According to the AP, the United States government has approved requests for over 5,000 child or adolescent brides to be brought to the U.S., enabling them to be forced into marriage.

According to the Daily Caller, U.S. immigration authorities approved 5,556 requests from older men to bring child or adolescent wives to the U.S. and approved 2,926 requests from young girls to bring their older husbands to the U.S. between the budget years of 2007 and 2017. The data also revealed 4,749 minor spouses or fiancees had received U.S. green cards in that time period.

The highest percentage of requests came from Middle Eastern nationals, with the majority of requests coming from Mexico, followed by Pakistan, Jordan, the Dominican Republic, and Yemen.

According to the AP- There is a two-step process for obtaining U.S. immigration visas and green cards. Petitions are first considered by U.S. Citizenship and Immigration Services, or USCIS. If granted, they must be approved by the State Department. Overall, there were 3.5 million petitions received from budget years 2007 through 2017.

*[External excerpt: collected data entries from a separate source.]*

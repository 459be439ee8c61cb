//! Spindle: a concurrent, resumable web crawler
//!
//! This crate implements a crawler that walks hyperlinks outward from a seed URL
//! with a fixed pool of workers, deduplicates work through a shared visited set,
//! and checkpoints its progress so an interrupted crawl can pick up where it left off.

pub mod checkpoint;
pub mod config;
pub mod crawler;
pub mod url;

use thiserror::Error;

/// Main error type for crawl operations
#[derive(Debug, Error)]
pub enum CrawlError {
    #[error("Configuration error: {0}")]
    Config(#[from] ConfigError),

    #[error("Invalid seed URL {url}: {source}")]
    InvalidSeed { url: String, source: UrlError },

    #[error("HTTP client error: {0}")]
    HttpClient(#[from] reqwest::Error),

    #[error("Worker failed: {0}")]
    Worker(String),
}

/// Configuration-specific errors
#[derive(Debug, Error)]
pub enum ConfigError {
    #[error("Failed to read config file: {0}")]
    Io(#[from] std::io::Error),

    #[error("Failed to parse TOML: {0}")]
    Parse(#[from] toml::de::Error),

    #[error("Validation error: {0}")]
    Validation(String),

    #[error("Invalid URL in config: {0}")]
    InvalidUrl(String),
}

/// URL-specific errors
#[derive(Debug, Error)]
pub enum UrlError {
    #[error("Failed to parse URL: {0}")]
    Parse(String),

    #[error("Invalid URL scheme: {0}")]
    InvalidScheme(String),

    #[error("Missing host in URL")]
    MissingHost,
}

/// Result type alias for crawl operations
pub type Result<T> = std::result::Result<T, CrawlError>;

/// Result type alias for configuration operations
pub type ConfigResult<T> = std::result::Result<T, ConfigError>;

/// Result type alias for URL operations
pub type UrlResult<T> = std::result::Result<T, UrlError>;

// Re-export commonly used types
pub use checkpoint::{Checkpoint, CheckpointStore, FileCheckpointStore};
pub use config::Config;
pub use crawler::{CrawlEngine, CrawlEvent, CrawlObserver, CrawlSummary, StopHandle};
pub use url::{normalize, validate_seed};
use url::Url;

/// Resolves a raw href against the page it was found on and canonicalizes it
///
/// # Normalization Steps
///
/// 1. Trim surrounding whitespace; skip empty and fragment-only hrefs
/// 2. Resolve against `base` (dot segments, default ports and host case are
///    handled by the URL parser)
/// 3. Reject anything that is not `http` or `https`
/// 4. Reject URLs without a host
/// 5. Remove the fragment
/// 6. Remove an empty query string (trailing `?`)
///
/// Rejections are silent: the caller simply gets `None`. The same
/// `(base, raw_href)` pair always yields the same string, so the result can be
/// used directly as a visited-set key.
///
/// # Examples
///
/// ```
/// use spindle_crawl::url::normalize;
/// use url::Url;
///
/// let base = Url::parse("http://example.com").unwrap();
/// let url = normalize(&base, "/a#section").unwrap();
/// assert_eq!(url.as_str(), "http://example.com/a");
/// assert!(normalize(&base, "mailto:someone@example.com").is_none());
/// ```
pub fn normalize(base: &Url, raw_href: &str) -> Option<Url> {
    let href = raw_href.trim();

    // Same-page anchors and empty hrefs point back at the page itself
    if href.is_empty() || href.starts_with('#') {
        return None;
    }

    let resolved = base.join(href).ok()?;
    canonicalize(resolved)
}

/// Canonicalizes an already-absolute URL
///
/// Returns `None` if the scheme is not HTTP(S) or the URL has no host.
pub fn canonicalize(mut url: Url) -> Option<Url> {
    if url.scheme() != "http" && url.scheme() != "https" {
        return None;
    }

    if url.host_str().map_or(true, str::is_empty) {
        return None;
    }

    url.set_fragment(None);

    if url.query() == Some("") {
        url.set_query(None);
    }

    Some(url)
}
// SPDX-FileCopyrightText: 2025 RAprogramm <andrey.rozanov.vl@gmail.com>
//
// SPDX-License-Identifier: MIT

//! Required-field validation with aggregated reporting.
//!
//! Every rule is evaluated before returning so a single run reports the full
//! set of missing fields. Owner, repository and commit are not checked here:
//! their absence already aborts resolution when the environment has no
//! default for them.

use crate::{config::StatusConfig, error::Error};

/// Violation reported when no credential was supplied.
pub const CREDENTIAL_REQUIRED: &str = "credential is a required field";
/// Violation reported when no state was supplied.
pub const STATE_REQUIRED: &str = "state is a required field";

/// Ordered collection of validation failures.
#[derive(Debug, Default, Clone, PartialEq, Eq,)]
pub struct Violations
{
    messages: Vec<&'static str,>,
}

impl Violations
{
    /// Records `message` when `violated` holds.
    pub fn check(&mut self, violated: bool, message: &'static str,)
    {
        if violated {
            self.messages.push(message,);
        }
    }

    /// Collapses the collected violations into a single result.
    ///
    /// # Errors
    ///
    /// Returns [`Error::Validation`] whose message joins every violation with
    /// `", "` in the order they were recorded.
    pub fn into_result(self,) -> Result<(), Error,>
    {
        if self.messages.is_empty() {
            return Ok((),);
        }

        Err(Error::validation(self.messages.join(", ",),),)
    }
}

/// Checks the required fields of a resolved configuration.
///
/// # Errors
///
/// Returns [`Error::Validation`] listing every empty required field,
/// credential first and state second.
///
/// # Examples
///
/// ```
/// use commit_status::{StatusConfig, validate};
///
/// let config = StatusConfig::default();
/// let error = validate(&config,).unwrap_err();
/// assert_eq!(
///     error.to_string(),
///     "credential is a required field, state is a required field"
/// );
/// ```
pub fn validate(config: &StatusConfig,) -> Result<(), Error,>
{
    let mut violations = Violations::default();
    violations.check(config.token.is_empty(), CREDENTIAL_REQUIRED,);
    violations.check(config.state.is_none(), STATE_REQUIRED,);
    violations.into_result()
}
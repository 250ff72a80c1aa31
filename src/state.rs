// SPDX-FileCopyrightText: 2025 RAprogramm <andrey.rozanov.vl@gmail.com>
//
// SPDX-License-Identifier: MIT

//! Canonical commit states accepted by the GitHub status API.
//!
//! Workflow conclusions use a wider vocabulary than the status API. The
//! normalizer collapses the extra values into the closest canonical state:
//! cancelled and skipped runs are reported as `error` because GitHub has no
//! native "cancelled" status.

use std::{fmt, str::FromStr};

use serde::{Deserialize, Serialize};

use crate::error::Error;

/// One of the four lifecycle states accepted by the status API.
#[derive(Debug, Clone, Copy, PartialEq, Eq, Hash, Serialize, Deserialize,)]
#[serde(rename_all = "lowercase")]
pub enum CommitState
{
    /// The run could not complete.
    Error,
    /// The run completed with failures.
    Failure,
    /// The run is still in progress.
    Pending,
    /// The run completed successfully.
    Success,
}

impl CommitState
{
    /// Returns the lowercase wire representation of the state.
    pub fn as_str(self,) -> &'static str
    {
        match self {
            Self::Error => "error",
            Self::Failure => "failure",
            Self::Pending => "pending",
            Self::Success => "success",
        }
    }
}

impl fmt::Display for CommitState
{
    fn fmt(&self, f: &mut fmt::Formatter<'_,>,) -> fmt::Result
    {
        f.write_str(self.as_str(),)
    }
}

impl FromStr for CommitState
{
    type Err = Error;

    fn from_str(raw: &str,) -> Result<Self, Self::Err,>
    {
        normalize(raw,)
    }
}

/// Maps a raw state string to its canonical [`CommitState`].
///
/// Canonical values pass through unchanged, while `cancel`, `cancelled` and
/// `skipped` map to [`CommitState::Error`]. Matching is exact.
///
/// # Errors
///
/// Returns [`Error::UnsupportedState`] carrying the raw value for anything
/// else, including the empty string.
///
/// # Examples
///
/// ```
/// use commit_status::{CommitState, normalize};
///
/// assert_eq!(normalize("success",)?, CommitState::Success);
/// assert_eq!(normalize("cancelled",)?, CommitState::Error);
/// assert!(normalize("done",).is_err());
/// # Ok::<(), commit_status::Error>(())
/// ```
pub fn normalize(raw: &str,) -> Result<CommitState, Error,>
{
    match raw {
        "error" | "cancel" | "cancelled" | "skipped" => Ok(CommitState::Error,),
        "failure" => Ok(CommitState::Failure,),
        "pending" => Ok(CommitState::Pending,),
        "success" => Ok(CommitState::Success,),
        other => Err(Error::UnsupportedState {
            value: other.to_owned(),
        },),
    }
}

#[cfg(test)]
mod tests
{
    use proptest::prelude::*;

    use super::{CommitState, normalize};
    use crate::Error;

    const CANONICAL: &[&str] = &["error", "failure", "pending", "success"];
    const ALIASES: &[&str] = &["cancel", "cancelled", "skipped"];

    #[test]
    fn canonical_values_pass_through()
    {
        for raw in CANONICAL {
            let state = normalize(raw,).expect("canonical state",);
            assert_eq!(state.as_str(), *raw);
        }
    }

    #[test]
    fn cancelled_and_skipped_become_error()
    {
        for raw in ALIASES {
            assert_eq!(normalize(raw,).expect("alias",), CommitState::Error);
        }
    }

    #[test]
    fn unknown_value_is_rejected_with_value()
    {
        match normalize("foo",) {
            Err(Error::UnsupportedState {
                value,
            },) => assert_eq!(value, "foo"),
            other => panic!("expected unsupported state, got {other:?}"),
        }
    }

    #[test]
    fn matching_is_case_sensitive()
    {
        assert!(normalize("Success",).is_err());
        assert!(normalize(" success",).is_err());
        assert!(normalize("",).is_err());
    }

    #[test]
    fn display_and_serde_use_lowercase()
    {
        assert_eq!(CommitState::Pending.to_string(), "pending");
        let json = serde_json::to_string(&CommitState::Failure,).expect("serialize",);
        assert_eq!(json, "\"failure\"");
    }

    #[test]
    fn from_str_delegates_to_normalize()
    {
        let state: CommitState = "skipped".parse().expect("alias parses",);
        assert_eq!(state, CommitState::Error);
    }

    proptest! {
        #[test]
        fn anything_else_is_unsupported(raw in "[a-zA-Z_ -]{0,16}") {
            prop_assume!(!CANONICAL.contains(&raw.as_str()) && !ALIASES.contains(&raw.as_str()));
            let rejected = matches!(
                normalize(&raw),
                Err(Error::UnsupportedState { ref value }) if *value == raw
            );
            prop_assert!(rejected, "{raw:?} was not rejected");
        }
    }
}
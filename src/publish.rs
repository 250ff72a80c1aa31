// SPDX-FileCopyrightText: 2025 RAprogramm <andrey.rozanov.vl@gmail.com>
// SPDX-License-Identifier: MIT

/// Publication of a resolved configuration as a commit status.
///
/// Remote failures are retried under the fibonacci schedule; a response
/// without a status identifier is a contract violation and fails at once.
use std::fmt;

use tracing::info;

use crate::{
    client::{StatusApi, StatusRequest},
    config::StatusConfig,
    error::Error,
    retry::{Attempt, RetryConfig, retry_with_backoff},
    state::CommitState,
};

/// Outcome of a successful publication.
#[derive(Debug, Clone, PartialEq, Eq,)]
pub struct PublishSummary
{
    /// Identifier of the created status.
    pub id:         u64,
    /// State that was published.
    pub state:      CommitState,
    /// Web URL of the annotated commit history.
    pub commit_url: String,
}

impl fmt::Display for PublishSummary
{
    fn fmt(&self, f: &mut fmt::Formatter<'_,>,) -> fmt::Result
    {
        write!(f, "Updated status:\nID: {}\nState: {}\nURL: {}", self.id, self.state, self.commit_url)
    }
}

/// Creates the commit status described by `config` through `client`.
///
/// # Errors
///
/// * The last [`Error::Service`] reported by `client` once the retry budget
///   of `retry` is exhausted.
/// * [`Error::EmptyStatusId`] when GitHub answers without a status
///   identifier; this is never retried.
/// * [`Error::Validation`] when `config` has not been validated and carries
///   no state.
pub async fn publish<C,>(
    config: &StatusConfig,
    client: &C,
    retry: &RetryConfig,
) -> Result<PublishSummary, Error,>
where
    C: StatusApi + ?Sized,
{
    let request = StatusRequest::from_config(config,)?;
    let operation = format!(
        "create {} status for {}/{}@{}",
        request.state, config.owner, config.repository, config.commit
    );

    let request = &request;
    let (owner, repository, commit,) =
        (config.owner.as_str(), config.repository.as_str(), config.commit.as_str(),);

    let id = retry_with_backoff(retry, &operation, move || async move {
        match client.create_status(owner, repository, commit, request,).await {
            Ok(status,) => status.id.ok_or(Attempt::Fatal(Error::EmptyStatusId,),),
            Err(error,) => Err(Attempt::from(error,),),
        }
    },)
    .await?;

    let summary = PublishSummary {
        id,
        state: request.state,
        commit_url: config.commit_url(),
    };
    info!("Published status {} ({}) for {}", summary.id, summary.state, summary.commit_url);

    Ok(summary,)
}
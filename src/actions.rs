// SPDX-FileCopyrightText: 2025 RAprogramm <andrey.rozanov.vl@gmail.com>
//
// SPDX-License-Identifier: MIT

//! GitHub Actions workflow commands used to surface results to the runner.
//!
//! Diagnostics go through `tracing`; the runner additionally receives an
//! `::error::` command so failures show up as annotations on the job.

use std::{
    io::{self, Write},
    process,
};

use tracing::error;

use crate::error::Error;

/// Escapes a message for use as workflow command data.
///
/// # Examples
///
/// ```
/// use commit_status::actions::escape_data;
///
/// assert_eq!(escape_data("50%\nnext"), "50%25%0Anext");
/// ```
pub fn escape_data(message: &str) -> String {
    let mut escaped = String::with_capacity(message.len());
    for ch in message.chars() {
        match ch {
            '%' => escaped.push_str("%25"),
            '\r' => escaped.push_str("%0D"),
            '\n' => escaped.push_str("%0A"),
            other => escaped.push(other)
        }
    }
    escaped
}

/// Formats an `::error::` workflow command for `message`.
pub fn error_command(message: &str) -> String {
    format!("::error::{}", escape_data(message))
}

/// Writes an `::error::` workflow command for `message` to `writer`.
///
/// # Errors
///
/// Propagates I/O errors raised by `writer`.
pub fn write_error<W: Write>(writer: &mut W, message: &str) -> io::Result<()> {
    writeln!(writer, "{}", error_command(message))
}

/// Reports `error` to the runner and terminates the process with status 1.
pub fn fatal(error: &Error) -> ! {
    let message = error.to_display_string();
    error!("{}", message);

    let stdout = io::stdout();
    let mut handle = stdout.lock();
    write_error(&mut handle, &message).ok();
    handle.flush().ok();

    process::exit(1);
}
//! Reporting of commit build/test statuses to GitHub from CI workflows.
//!
//! The library turns raw GitHub Actions inputs into a validated
//! [`StatusConfig`] and publishes it through the commit status API with
//! bounded fibonacci retries. Input sources, the environment and the remote
//! API are injected through narrow traits so every step can be exercised
//! without process-global state or network access.

pub mod actions;
mod client;
mod config;
mod error;
mod inputs;
mod publish;
pub mod retry;
mod state;
mod validate;

pub use client::{GitHubClient, PublishedStatus, StatusApi, StatusRequest};
pub use config::{DEFAULT_SERVER_URL, StatusConfig, resolve, strip_owner_prefix};
pub use error::Error;
pub use inputs::{
    ENV_API_URL, ENV_COMMIT_SHA, ENV_OWNER, ENV_REPOSITORY, ENV_SERVER_URL, Environment,
    INPUT_CONTEXT, INPUT_DESCRIPTION, INPUT_DETAILS_URL, INPUT_OWNER, INPUT_REPOSITORY, INPUT_SHA,
    INPUT_STATE, INPUT_TOKEN, InputSource, ProcessEnvironment,
};
pub use publish::{PublishSummary, publish};
pub use state::{CommitState, normalize};
pub use validate::{CREDENTIAL_REQUIRED, STATE_REQUIRED, Violations, validate};
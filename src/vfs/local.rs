//! Local-disk VFS backend
//!
//! Thin wrapper over `std::fs` with positioned reads and writes. This is
//! the backend a host engine typically registers as its default.

use super::{OpenMode, Vfs, VfsFile};
use std::fs::{File, OpenOptions};
use std::io::{self, Read, Seek, SeekFrom, Write};

/// VFS backed by the operating system's filesystem
pub struct LocalVfs {
    name: String,
}

impl LocalVfs {
    /// Create a local-disk backend registered under `name`
    pub fn new<S: Into<String>>(name: S) -> Self {
        LocalVfs { name: name.into() }
    }
}

impl Vfs for LocalVfs {
    fn name(&self) -> &str {
        &self.name
    }

    fn open(&self, path: &str, mode: OpenMode) -> io::Result<Box<dyn VfsFile>> {
        let file = match mode {
            OpenMode::ReadOnly => OpenOptions::new().read(true).open(path)?,
            OpenMode::CreateReadWrite => OpenOptions::new()
                .read(true)
                .write(true)
                .create(true)
                .open(path)?,
        };

        Ok(Box::new(LocalFile { file }))
    }
}

/// An open file on the local filesystem
struct LocalFile {
    file: File,
}

impl VfsFile for LocalFile {
    fn size(&mut self) -> io::Result<i64> {
        let len = self.file.metadata()?.len();
        Ok(len as i64)
    }

    fn read_at(&mut self, buf: &mut [u8], offset: u64) -> io::Result<()> {
        self.file.seek(SeekFrom::Start(offset))?;
        self.file.read_exact(buf)
    }

    fn write_at(&mut self, data: &[u8], offset: u64) -> io::Result<()> {
        self.file.seek(SeekFrom::Start(offset))?;
        self.file.write_all(data)?;
        self.file.flush()
    }

    fn truncate(&mut self, len: u64) -> io::Result<()> {
        self.file.set_len(len)
    }
}

#[cfg(test)]
mod tests {
    use super::*;
    use tempfile::TempDir;

    #[test]
    fn test_open_missing_file_is_not_found() {
        let temp = TempDir::new().unwrap();
        let path = temp.path().join("missing.bin");
        let vfs = LocalVfs::new("local");

        let err = vfs
            .open(path.to_str().unwrap(), OpenMode::ReadOnly)
            .unwrap_err();
        assert_eq!(err.kind(), io::ErrorKind::NotFound);
    }

    #[test]
    fn test_create_write_read_back() {
        let temp = TempDir::new().unwrap();
        let path = temp.path().join("data.bin");
        let path = path.to_str().unwrap();
        let vfs = LocalVfs::new("local");

        let mut file = vfs.open(path, OpenMode::CreateReadWrite).unwrap();
        file.write_at(b"hello disk", 0).unwrap();
        assert_eq!(file.size().unwrap(), 10);

        let mut buf = vec![0u8; 10];
        file.read_at(&mut buf, 0).unwrap();
        assert_eq!(&buf, b"hello disk");
    }

    #[test]
    fn test_truncate_shrinks_file() {
        let temp = TempDir::new().unwrap();
        let path = temp.path().join("shrink.bin");
        let path = path.to_str().unwrap();
        let vfs = LocalVfs::new("local");

        let mut file = vfs.open(path, OpenMode::CreateReadWrite).unwrap();
        file.write_at(b"0123456789", 0).unwrap();
        file.truncate(0).unwrap();
        assert_eq!(file.size().unwrap(), 0);
    }

    #[test]
    fn test_short_read_is_error() {
        let temp = TempDir::new().unwrap();
        let path = temp.path().join("short.bin");
        let path = path.to_str().unwrap();
        let vfs = LocalVfs::new("local");

        let mut file = vfs.open(path, OpenMode::CreateReadWrite).unwrap();
        file.write_at(b"abc", 0).unwrap();

        let mut buf = vec![0u8; 8];
        assert!(file.read_at(&mut buf, 0).is_err());
    }
}
//! End-to-end coverage of the two file I/O functions over both bundled
//! backends: byte fidelity, the null-result convention, overwrite
//! semantics, the size quota, and VFS resolution.

use proptest::prelude::*;
use std::sync::Arc;
use tempfile::TempDir;
use vfsio_rs::vfs::{LocalVfs, MemoryVfs, VfsRegistry};
use vfsio_rs::{read_file, write_file, Engine, FileIoError, Value};

fn memory_engine() -> (Engine, Arc<MemoryVfs>) {
    let vfs = Arc::new(MemoryVfs::new("mem"));
    let mut registry = VfsRegistry::new();
    registry.register(Arc::clone(&vfs) as Arc<dyn vfsio_rs::Vfs>);
    (Engine::new(registry), vfs)
}

fn local_engine() -> (Engine, TempDir) {
    let temp = TempDir::new().unwrap();
    let mut registry = VfsRegistry::new();
    registry.register(Arc::new(LocalVfs::new("local")));
    (Engine::new(registry), temp)
}

#[test]
fn test_round_trip_memory() {
    let (engine, _) = memory_engine();

    write_file(&engine, "/doc", b"round trip payload", None).unwrap();
    let content = read_file(&engine, "/doc", None).unwrap().unwrap();
    assert_eq!(content, b"round trip payload");
}

#[test]
fn test_round_trip_local_disk() {
    let (engine, temp) = local_engine();
    let path = temp.path().join("doc.bin");
    let path = path.to_str().unwrap();

    let payload: Vec<u8> = (0..=255u8).cycle().take(4096).collect();
    let written = write_file(&engine, path, &payload, None).unwrap();
    assert_eq!(written, 4096);

    let content = read_file(&engine, path, None).unwrap().unwrap();
    assert_eq!(content, payload);
}

#[test]
fn test_round_trip_empty_payload() {
    let (engine, _) = memory_engine();

    assert_eq!(write_file(&engine, "/empty", b"", None).unwrap(), 0);
    assert_eq!(read_file(&engine, "/empty", None).unwrap(), Some(Vec::new()));
}

#[test]
fn test_missing_file_reads_null_on_both_backends() {
    let (engine, _) = memory_engine();
    assert!(read_file(&engine, "/nowhere", None).unwrap().is_none());

    let (engine, temp) = local_engine();
    let path = temp.path().join("nowhere.bin");
    assert!(read_file(&engine, path.to_str().unwrap(), None)
        .unwrap()
        .is_none());
}

#[test]
fn test_overwrite_fully_replaces_longer_content() {
    let (engine, _) = memory_engine();

    write_file(&engine, "/f", b"the original, much longer content", None).unwrap();
    write_file(&engine, "/f", b"new", None).unwrap();

    // Truncate-before-write: never a mix of old and new bytes.
    assert_eq!(read_file(&engine, "/f", None).unwrap().unwrap(), b"new");
}

#[test]
fn test_overwrite_on_local_disk() {
    let (engine, temp) = local_engine();
    let path = temp.path().join("replace.bin");
    let path = path.to_str().unwrap();

    write_file(&engine, path, &vec![0xAAu8; 1000], None).unwrap();
    write_file(&engine, path, &vec![0xBBu8; 10], None).unwrap();

    assert_eq!(read_file(&engine, path, None).unwrap().unwrap(), vec![0xBBu8; 10]);
}

#[test]
fn test_oversized_file_is_too_big_not_truncated() {
    let (engine, vfs) = memory_engine();
    let engine = engine.with_max_result_size(10);
    vfs.insert("/big", vec![1u8; 11]);

    match read_file(&engine, "/big", None) {
        Err(FileIoError::TooBig { size, limit }) => {
            assert_eq!((size, limit), (11, 10));
        }
        other => panic!("expected TooBig, got {:?}", other),
    }
}

#[test]
fn test_unregistered_vfs_fails_without_touching_files() {
    let (engine, temp) = local_engine();
    let path = temp.path().join("never-created.bin");
    let path_str = path.to_str().unwrap();

    assert!(matches!(
        write_file(&engine, path_str, b"data", Some("nope")),
        Err(FileIoError::VfsNotFound(_))
    ));
    // Resolution failed before any open, so nothing was created.
    assert!(!path.exists());

    assert!(matches!(
        read_file(&engine, path_str, Some("nope")),
        Err(FileIoError::VfsNotFound(_))
    ));
}

#[test]
fn test_host_function_round_trip() {
    let (engine, _) = memory_engine();

    let write_args = [
        Value::Text("/via-host".to_string()),
        Value::Blob(b"host payload".to_vec()),
        Value::Text("mem".to_string()),
    ];
    assert_eq!(
        vfsio_rs::vfswritefile(&engine, &write_args).unwrap(),
        Value::Integer(12)
    );

    let read_args = [Value::Text("/via-host".to_string())];
    assert_eq!(
        vfsio_rs::vfsreadfile(&engine, &read_args).unwrap(),
        Value::Blob(b"host payload".to_vec())
    );
}

proptest! {
    #[test]
    fn prop_write_then_read_is_identity(payload in proptest::collection::vec(any::<u8>(), 0..2048)) {
        let (engine, _) = memory_engine();

        let written = write_file(&engine, "/prop", &payload, None).unwrap();
        prop_assert_eq!(written, payload.len() as u64);

        let content = read_file(&engine, "/prop", None).unwrap().unwrap();
        prop_assert_eq!(content, payload);
    }
}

Over that period, there were 5,556 approvals for those seeking to bring minor spouses or fiancees, and 2,926 approvals by minors seeking to bring in older spouses, according to the data. Additionally, there were 204 for minors by minors. Petitions can be filed by U.S. citizens or permanent residents.

“It indicates a problem. It indicates a loophole that we need to close,” Republican Sen. Ron Johnson of Wisconsin, the chairman of the Senate Homeland Security Committee, told the AP.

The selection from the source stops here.